Der BMW-Chef äußert sich noch zu anderen Themen: Autofreie Innenstädte: Autos raus, U-Bahn rein sei zu pauschal. Kleinwagen statt hochpreisiger Limousinen und SUVs? Das größte Volumen mache BMW im unteren und mittleren Marktsegment. BMW habe den Mini elektrifiziert, komme nächstes Jahr mit dem voll elektrischen X1 und dem elektrischen 7er. Die Spiegel-Inquisitoren versuchen es mit dem Hinweis auf das meistverkaufte E-Auto in China, den Hongguang Mini, einen Kleinstwagen und bedauern, dass sich unter den 20 bestverkauften Modellen in China keine einzige deutsche Marke befände. „Verlieren Sie den Anschluss auf Ihrem wichtigsten Absatzmarkt?“ Zipse: „Dafür finden Sie in Europa nach wie vor kaum chinesische Fabrikate. BMW hat mittlerweile 3,4 Prozent Weltmarktanteil; wir waren nie ein Massenhersteller und wollen das auch nicht werden. Wir konzentrieren uns nicht auf maximales Volumen, sondern auf höherpreisige Fahrzeuge in den jeweiligen Segmenten. Im vergangenen Jahr haben wir den vollelektrischen iX3 in China anlaufen lassen, der verkauft sich dort sehr gut.“

Ob die klassischen Industriearbeitsplätze verloren gehen und die klassischen Werksarbeiter Verlierer der Wende seien, wollen die Spiegel-Journalisten wissen. „Nicht bei BMW. Wir haben unsere Fabriken frühzeitig für die E-Mobilität umgerüstet, ersetzen zum Beispiel in München den Motorenbau durch eine Montage für E-Autos.
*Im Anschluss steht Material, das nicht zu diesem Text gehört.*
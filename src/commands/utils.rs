use anyhow::Result;
use std::path::PathBuf;
use crate::output::read_snapshot;
use crate::utils::config::SCHEMA_VERSION;

/// Validate a snapshot JSON file and print a summary
pub fn validate_snapshot_file(file_path: PathBuf) -> Result<()> {
    println!("Validating snapshot: {}", file_path.display());

    let snapshot = read_snapshot(&file_path)?;

    println!("✓ Valid snapshot JSON");
    println!("  Version: {}", snapshot.version);
    println!("  Descriptor valid: {}", snapshot.valid);
    println!("  Hosts: {}", snapshot.nodes.len());
    println!("  Compute slots: {}", snapshot.total_slots());
    println!("  Server slots: {}", snapshot.total_srv_slots());
    if let Some(launch) = snapshot.nodes.iter().find(|n| n.is_launch) {
        println!("  Launch host: {}", launch.name);
    }
    println!("  Generated: {}", snapshot.generated_at);

    Ok(())
}

/// Display version information
pub fn display_version() {
    println!("ckpt-discover v{}", env!("CARGO_PKG_VERSION"));
    println!("Snapshot Schema: v{}", SCHEMA_VERSION);
    println!();
    println!("Resource-manager descriptor parsing and checkpoint restart placement.");
}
Und das ohne Jobverlust. Wenn Stellen in der Branche weggefallen sind, dann vor allem, weil der globale Absatz im Jahr 2020 von rund 90 Millionen Fahrzeugen auf 78 Millionen eingebrochen ist. Inzwischen sind wir aber wieder auf Wachstumskurs – auch weil wir unsere Modelle mit allen Antriebsarten anbieten können. Der Weltmarkt besteht nicht nur aus reinen E-Auto-Herstellern.“

Fazit: BMW-Chef Oliver Zipse weiß, was Sache ist. Faktenbasiert lässt er sich nicht von der Öko-Inquisition von seinen Überzeugungen abbringen. Die Hoffnung der beiden Spiegel-Redakteure, BMW kommunikativ auf reine E-Mobilität festnageln zu können, ist gründlich misslungen.